When diagonalizing an NxN matrix A, we solve the characteristic equation:

Det(A - mI) = 0

which gives us the N eigenvalues m. Then, to find the eigenvectors v of A, we solve the eigenvalue problem

Av = mv

Now, any scalar multiple of an eigenvector of A is itself an eigenvector with the same eigenvalue. So, which eigenvector do we find when solving the eigenvalue problem? It can't be totally random, can it? Is there a way of determining which of the infinitude of eigenvectors (all with the same "direction") the algorithm chooses?

 

[trambolin]

Usually 3 things are done.

Normalize the vector so that $\|v\| = 1$
Make the smallest entry other than zero equal to 1
Make the largest equal to one

$$\begin{align*}<br /> (1) \Longrightarrow v_0 &= \frac{1}{\sqrt{v^*v}}v\\<br /> (2) \Longrightarrow v_0 &= \frac{1}{\min_{v_i\neq 0}(v_i)}v\\<br /> (3) \Longrightarrow v_0 &= \frac{1}{\max(v_i)}v<br /> \end{elign*}$$

It is a choice... You can come up yourself with something else anyway

 

[FredMadison]

Thanks trambolin for your answer. However, that was not really my question.
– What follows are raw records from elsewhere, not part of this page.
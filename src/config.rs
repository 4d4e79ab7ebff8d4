/// Solver configuration shared by all root finders.
///
/// `tol` is an absolute tolerance.  Brent's method applies it to both the
/// residual and the bracket width, Newton-Raphson to the step size and as the
/// smallest usable derivative magnitude.  It is always positive and finite.
#[derive(Clone, Copy, Debug, PartialEq)]
pub struct SolverConfig {
    tol: f64,
    max_iter: usize,
}

impl SolverConfig {
    pub const DEFAULT_TOL: f64 = 1e-6;
    pub const DEFAULT_MAX_ITER: usize = 100;

    pub fn new(tol: f64, max_iter: usize) -> SolverConfig {
        assert!(tol > 0.0);
        assert!(tol.is_finite());
        SolverConfig { tol, max_iter }
    }

    pub fn tol(&self) -> f64 {
        self.tol
    }

    pub fn max_iter(&self) -> usize {
        self.max_iter
    }

    pub fn with_tol(self, tol: f64) -> SolverConfig {
        SolverConfig::new(tol, self.max_iter)
    }

    pub fn with_max_iter(self, max_iter: usize) -> SolverConfig {
        SolverConfig { max_iter, ..self }
    }
}

impl Default for SolverConfig {
    fn default() -> SolverConfig {
        SolverConfig {
            tol: SolverConfig::DEFAULT_TOL,
            max_iter: SolverConfig::DEFAULT_MAX_ITER,
        }
    }
}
I'm aware this is what one usually does when the eigenvectors are found.

My problem is this: When we solve

Av = mv (1)

for the eigenvectors v, we find a set of N eigenvectors. But these are not unique. How does equation (1) "choose" which eigenvector in the 1-d subspace spanned by an eigenvector to "return" since all of them are equally valid?

 

[HallsofIvy]

Equation (1) doesn't "choose" any specific eigenvector. What typically happens is that you get something like y= 2x, z= 3x- that is, all but one of the components (in the case that there is only one eigenvector corresponding to each eigenvalue) so that the eigenvector is of the form <x, 2x, 3x>= x<1, 2, 3>. You then choose a value of x.

As far as the diagonalization is concerned, it doesn't matter which you choose- using any of the eigenvectors corresponding to the eigenvalues as columns of "P" will still give you a matrix such that $P^{-1}AP$ is diagonal.

 

[FredMadison]

Ofcourse! It WAS a silly question. This is what happens when you stop doing things by hand and start relying too much on Mathematica to do the thinking for you.

Thanks guys!